Copy out each line featuring the string "struct" from the entries beneath.
--- START ---
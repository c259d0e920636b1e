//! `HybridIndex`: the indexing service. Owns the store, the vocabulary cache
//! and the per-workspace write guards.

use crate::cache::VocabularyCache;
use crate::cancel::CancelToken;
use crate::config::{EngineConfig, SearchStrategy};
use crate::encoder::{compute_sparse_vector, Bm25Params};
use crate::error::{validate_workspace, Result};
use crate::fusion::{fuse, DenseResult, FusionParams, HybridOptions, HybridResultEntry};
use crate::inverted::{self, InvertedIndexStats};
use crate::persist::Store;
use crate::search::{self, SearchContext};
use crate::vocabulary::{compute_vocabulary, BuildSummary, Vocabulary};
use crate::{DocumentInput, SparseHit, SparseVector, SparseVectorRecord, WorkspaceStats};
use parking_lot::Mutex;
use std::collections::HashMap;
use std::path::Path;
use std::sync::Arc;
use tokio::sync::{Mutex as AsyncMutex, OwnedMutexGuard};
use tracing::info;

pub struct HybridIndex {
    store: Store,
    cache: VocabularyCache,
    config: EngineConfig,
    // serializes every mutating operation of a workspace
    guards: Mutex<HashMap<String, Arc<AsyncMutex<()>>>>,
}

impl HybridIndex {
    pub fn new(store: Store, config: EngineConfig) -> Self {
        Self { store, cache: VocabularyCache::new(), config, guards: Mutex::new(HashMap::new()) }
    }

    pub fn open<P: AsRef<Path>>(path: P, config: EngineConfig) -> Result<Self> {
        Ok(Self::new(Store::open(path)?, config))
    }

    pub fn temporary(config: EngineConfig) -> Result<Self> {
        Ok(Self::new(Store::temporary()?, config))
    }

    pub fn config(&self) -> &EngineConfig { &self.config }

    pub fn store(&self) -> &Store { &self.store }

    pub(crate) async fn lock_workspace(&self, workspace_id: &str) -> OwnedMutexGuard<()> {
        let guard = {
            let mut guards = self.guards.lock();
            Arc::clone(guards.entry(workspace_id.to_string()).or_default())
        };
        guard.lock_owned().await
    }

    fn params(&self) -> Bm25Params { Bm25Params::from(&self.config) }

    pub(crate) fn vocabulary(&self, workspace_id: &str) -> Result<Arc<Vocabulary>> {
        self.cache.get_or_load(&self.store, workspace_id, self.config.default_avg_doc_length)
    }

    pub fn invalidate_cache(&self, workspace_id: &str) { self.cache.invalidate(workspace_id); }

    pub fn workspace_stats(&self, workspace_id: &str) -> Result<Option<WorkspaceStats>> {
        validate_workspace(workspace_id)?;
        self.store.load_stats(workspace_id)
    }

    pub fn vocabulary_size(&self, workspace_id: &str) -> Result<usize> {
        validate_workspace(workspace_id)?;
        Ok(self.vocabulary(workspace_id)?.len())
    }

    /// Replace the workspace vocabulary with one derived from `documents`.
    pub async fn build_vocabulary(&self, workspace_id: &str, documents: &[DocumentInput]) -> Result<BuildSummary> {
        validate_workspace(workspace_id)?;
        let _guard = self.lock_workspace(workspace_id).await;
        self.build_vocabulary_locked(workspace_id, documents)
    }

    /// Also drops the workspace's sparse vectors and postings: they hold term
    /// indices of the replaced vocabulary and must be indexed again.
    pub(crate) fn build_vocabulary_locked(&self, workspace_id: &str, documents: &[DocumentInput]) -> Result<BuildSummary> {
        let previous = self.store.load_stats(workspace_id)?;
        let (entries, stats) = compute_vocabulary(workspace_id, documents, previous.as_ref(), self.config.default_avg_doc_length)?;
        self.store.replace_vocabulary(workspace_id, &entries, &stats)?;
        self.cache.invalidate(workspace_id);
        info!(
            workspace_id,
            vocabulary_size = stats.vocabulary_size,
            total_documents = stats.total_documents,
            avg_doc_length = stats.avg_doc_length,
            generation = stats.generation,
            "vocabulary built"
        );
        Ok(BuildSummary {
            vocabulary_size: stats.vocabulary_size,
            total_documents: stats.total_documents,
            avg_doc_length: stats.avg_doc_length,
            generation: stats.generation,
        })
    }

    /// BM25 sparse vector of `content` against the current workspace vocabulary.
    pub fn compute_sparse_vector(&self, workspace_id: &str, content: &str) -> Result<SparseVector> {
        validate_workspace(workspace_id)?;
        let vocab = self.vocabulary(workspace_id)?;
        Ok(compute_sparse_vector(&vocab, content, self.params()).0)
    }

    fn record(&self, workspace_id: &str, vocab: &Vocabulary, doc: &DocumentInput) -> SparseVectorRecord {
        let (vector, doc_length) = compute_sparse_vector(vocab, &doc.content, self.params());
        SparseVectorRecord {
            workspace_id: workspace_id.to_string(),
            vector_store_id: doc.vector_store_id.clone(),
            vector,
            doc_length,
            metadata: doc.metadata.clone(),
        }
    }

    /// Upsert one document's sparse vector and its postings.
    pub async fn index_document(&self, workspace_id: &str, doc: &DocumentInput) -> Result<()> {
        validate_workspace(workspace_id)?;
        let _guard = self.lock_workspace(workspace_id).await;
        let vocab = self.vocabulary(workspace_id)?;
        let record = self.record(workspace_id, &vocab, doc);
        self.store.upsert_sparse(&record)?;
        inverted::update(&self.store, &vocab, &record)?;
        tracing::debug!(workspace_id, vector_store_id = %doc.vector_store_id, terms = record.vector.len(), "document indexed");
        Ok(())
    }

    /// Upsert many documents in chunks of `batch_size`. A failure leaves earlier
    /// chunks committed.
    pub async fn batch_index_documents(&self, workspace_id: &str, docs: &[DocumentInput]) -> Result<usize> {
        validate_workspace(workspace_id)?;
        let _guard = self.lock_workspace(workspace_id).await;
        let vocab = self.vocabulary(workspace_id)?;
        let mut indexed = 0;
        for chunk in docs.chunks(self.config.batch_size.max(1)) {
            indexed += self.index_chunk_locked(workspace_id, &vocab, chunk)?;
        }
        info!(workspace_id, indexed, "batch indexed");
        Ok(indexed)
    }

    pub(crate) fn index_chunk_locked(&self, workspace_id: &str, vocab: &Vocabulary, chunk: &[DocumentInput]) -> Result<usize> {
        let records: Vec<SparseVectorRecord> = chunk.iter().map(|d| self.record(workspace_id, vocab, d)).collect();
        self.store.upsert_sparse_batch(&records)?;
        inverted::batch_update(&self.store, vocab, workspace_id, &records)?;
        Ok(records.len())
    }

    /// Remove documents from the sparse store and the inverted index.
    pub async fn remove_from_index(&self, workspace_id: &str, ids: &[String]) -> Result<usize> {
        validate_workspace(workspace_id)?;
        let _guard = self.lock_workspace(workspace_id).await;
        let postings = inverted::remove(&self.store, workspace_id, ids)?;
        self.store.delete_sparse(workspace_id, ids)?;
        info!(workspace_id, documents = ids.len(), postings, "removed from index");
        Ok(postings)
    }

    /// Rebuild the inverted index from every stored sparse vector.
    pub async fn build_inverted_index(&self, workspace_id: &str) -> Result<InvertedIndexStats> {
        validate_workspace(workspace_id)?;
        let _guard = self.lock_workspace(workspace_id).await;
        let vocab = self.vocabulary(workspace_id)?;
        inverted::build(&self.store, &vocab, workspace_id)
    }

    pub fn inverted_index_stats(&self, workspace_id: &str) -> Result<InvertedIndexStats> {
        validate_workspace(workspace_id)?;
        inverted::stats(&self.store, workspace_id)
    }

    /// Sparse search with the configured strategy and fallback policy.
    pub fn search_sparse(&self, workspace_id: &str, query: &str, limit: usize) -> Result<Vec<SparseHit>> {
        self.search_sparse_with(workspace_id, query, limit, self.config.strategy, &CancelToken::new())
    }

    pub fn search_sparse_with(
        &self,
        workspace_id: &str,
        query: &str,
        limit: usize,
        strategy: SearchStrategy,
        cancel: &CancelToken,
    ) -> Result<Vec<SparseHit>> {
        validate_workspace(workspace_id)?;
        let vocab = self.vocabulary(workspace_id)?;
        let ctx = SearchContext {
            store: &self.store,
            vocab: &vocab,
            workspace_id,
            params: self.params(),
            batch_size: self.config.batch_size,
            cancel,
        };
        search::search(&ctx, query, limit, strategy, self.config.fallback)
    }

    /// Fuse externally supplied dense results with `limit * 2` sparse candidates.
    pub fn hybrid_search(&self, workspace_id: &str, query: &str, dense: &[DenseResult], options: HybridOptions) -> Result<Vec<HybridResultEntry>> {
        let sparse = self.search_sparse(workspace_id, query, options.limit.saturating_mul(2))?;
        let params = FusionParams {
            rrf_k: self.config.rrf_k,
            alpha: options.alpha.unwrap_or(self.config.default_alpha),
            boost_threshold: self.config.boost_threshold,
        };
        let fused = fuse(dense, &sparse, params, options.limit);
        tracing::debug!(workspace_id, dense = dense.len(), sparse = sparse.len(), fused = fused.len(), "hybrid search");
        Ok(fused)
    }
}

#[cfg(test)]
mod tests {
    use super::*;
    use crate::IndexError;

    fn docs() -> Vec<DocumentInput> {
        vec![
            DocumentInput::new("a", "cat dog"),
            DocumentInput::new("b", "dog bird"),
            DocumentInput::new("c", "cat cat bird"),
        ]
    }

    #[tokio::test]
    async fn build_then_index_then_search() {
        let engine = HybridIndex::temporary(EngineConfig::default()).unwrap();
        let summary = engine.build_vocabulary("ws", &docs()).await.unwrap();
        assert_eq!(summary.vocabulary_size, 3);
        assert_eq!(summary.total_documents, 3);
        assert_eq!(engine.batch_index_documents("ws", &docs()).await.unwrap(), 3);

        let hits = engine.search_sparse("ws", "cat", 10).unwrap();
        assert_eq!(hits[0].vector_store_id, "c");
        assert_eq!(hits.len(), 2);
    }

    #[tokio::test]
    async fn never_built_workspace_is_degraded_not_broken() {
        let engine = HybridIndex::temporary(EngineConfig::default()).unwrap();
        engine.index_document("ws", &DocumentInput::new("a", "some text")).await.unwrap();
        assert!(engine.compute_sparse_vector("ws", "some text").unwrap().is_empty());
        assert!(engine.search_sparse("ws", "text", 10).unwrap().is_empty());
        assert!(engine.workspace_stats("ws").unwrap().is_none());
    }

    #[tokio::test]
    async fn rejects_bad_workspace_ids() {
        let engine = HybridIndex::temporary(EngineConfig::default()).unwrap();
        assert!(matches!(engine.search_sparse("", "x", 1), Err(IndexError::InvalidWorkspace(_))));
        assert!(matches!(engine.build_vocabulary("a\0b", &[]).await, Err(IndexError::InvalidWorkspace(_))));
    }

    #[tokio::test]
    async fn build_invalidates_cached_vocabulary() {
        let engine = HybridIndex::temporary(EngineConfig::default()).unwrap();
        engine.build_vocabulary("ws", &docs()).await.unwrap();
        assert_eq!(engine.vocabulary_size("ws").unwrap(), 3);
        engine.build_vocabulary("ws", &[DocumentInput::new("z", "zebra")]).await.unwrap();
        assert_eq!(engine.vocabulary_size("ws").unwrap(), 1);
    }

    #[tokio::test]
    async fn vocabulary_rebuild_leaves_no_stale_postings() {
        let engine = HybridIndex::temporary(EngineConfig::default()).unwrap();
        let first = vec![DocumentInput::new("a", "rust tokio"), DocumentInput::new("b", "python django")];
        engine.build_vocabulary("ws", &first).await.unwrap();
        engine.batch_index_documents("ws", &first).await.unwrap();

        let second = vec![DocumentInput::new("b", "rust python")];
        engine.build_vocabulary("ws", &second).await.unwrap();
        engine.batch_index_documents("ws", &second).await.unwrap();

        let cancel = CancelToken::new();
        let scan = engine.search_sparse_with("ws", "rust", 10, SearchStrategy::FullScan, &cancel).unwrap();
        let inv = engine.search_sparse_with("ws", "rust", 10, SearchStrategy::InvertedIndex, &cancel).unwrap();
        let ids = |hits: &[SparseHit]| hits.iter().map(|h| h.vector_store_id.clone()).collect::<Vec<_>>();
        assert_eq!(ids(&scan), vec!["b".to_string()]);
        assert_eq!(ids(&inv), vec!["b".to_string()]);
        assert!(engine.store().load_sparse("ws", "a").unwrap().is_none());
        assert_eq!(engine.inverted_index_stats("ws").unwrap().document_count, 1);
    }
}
--- END ---
--- START ---
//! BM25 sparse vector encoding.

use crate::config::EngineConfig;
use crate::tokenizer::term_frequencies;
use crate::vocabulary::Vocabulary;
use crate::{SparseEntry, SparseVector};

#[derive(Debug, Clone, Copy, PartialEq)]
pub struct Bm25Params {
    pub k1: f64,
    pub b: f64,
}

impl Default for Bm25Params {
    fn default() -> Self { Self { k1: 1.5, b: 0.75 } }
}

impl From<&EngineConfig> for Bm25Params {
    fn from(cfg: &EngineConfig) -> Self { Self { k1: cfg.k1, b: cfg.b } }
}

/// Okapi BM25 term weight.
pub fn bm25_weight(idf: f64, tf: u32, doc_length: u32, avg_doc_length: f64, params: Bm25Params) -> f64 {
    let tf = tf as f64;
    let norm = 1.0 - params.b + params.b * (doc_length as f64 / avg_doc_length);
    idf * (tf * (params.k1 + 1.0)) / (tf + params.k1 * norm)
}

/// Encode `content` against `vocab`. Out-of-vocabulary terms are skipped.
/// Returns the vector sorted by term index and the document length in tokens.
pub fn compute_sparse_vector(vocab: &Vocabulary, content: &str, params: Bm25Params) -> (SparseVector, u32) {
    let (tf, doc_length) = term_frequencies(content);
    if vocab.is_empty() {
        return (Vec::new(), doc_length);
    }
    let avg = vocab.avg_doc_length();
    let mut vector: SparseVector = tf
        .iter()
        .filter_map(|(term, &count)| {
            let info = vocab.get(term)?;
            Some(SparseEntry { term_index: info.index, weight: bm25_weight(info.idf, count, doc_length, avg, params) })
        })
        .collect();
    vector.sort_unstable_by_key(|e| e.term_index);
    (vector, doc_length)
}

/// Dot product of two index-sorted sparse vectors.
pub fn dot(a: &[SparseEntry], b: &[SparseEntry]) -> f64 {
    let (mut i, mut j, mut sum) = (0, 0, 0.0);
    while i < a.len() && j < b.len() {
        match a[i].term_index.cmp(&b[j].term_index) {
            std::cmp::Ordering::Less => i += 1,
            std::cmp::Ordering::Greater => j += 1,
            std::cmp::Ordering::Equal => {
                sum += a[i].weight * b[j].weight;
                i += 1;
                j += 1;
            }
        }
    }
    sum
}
--- END ---
--- START ---
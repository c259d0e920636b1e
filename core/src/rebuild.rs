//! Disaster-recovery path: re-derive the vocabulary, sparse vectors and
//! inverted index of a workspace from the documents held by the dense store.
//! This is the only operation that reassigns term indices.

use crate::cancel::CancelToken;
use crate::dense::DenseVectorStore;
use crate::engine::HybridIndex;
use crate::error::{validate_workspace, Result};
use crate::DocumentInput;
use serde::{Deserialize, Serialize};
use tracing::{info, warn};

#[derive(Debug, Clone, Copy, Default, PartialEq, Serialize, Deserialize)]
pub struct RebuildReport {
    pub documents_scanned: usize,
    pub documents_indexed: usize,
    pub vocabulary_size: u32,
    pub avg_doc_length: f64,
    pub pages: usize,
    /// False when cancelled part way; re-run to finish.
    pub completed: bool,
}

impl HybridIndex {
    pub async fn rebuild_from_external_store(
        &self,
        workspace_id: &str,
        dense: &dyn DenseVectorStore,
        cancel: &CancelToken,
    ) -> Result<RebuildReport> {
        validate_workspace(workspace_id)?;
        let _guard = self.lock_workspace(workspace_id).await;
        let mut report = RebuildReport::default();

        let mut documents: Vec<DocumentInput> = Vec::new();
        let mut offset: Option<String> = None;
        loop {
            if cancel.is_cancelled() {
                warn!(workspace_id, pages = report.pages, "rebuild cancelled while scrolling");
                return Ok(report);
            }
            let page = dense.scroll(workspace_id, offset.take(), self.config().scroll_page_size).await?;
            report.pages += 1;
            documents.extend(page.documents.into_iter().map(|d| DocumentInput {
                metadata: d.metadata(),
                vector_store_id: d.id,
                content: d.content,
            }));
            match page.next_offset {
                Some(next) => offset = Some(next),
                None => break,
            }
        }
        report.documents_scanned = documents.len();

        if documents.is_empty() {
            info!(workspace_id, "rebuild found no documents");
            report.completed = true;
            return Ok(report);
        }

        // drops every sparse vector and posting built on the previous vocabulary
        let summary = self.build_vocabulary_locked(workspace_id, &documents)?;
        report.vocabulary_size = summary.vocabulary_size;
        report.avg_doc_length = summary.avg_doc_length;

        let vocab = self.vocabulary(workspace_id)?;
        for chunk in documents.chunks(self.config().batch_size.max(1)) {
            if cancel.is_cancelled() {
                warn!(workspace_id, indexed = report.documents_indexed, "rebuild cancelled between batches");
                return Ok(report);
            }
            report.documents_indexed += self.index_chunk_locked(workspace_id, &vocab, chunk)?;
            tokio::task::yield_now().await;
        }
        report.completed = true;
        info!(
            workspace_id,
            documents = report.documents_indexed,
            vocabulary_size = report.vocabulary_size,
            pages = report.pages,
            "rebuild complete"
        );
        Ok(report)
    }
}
--- END ---
* **EXPECTED ANSWER**:
pub struct HybridIndex {
pub struct Bm25Params {
pub struct RebuildReport {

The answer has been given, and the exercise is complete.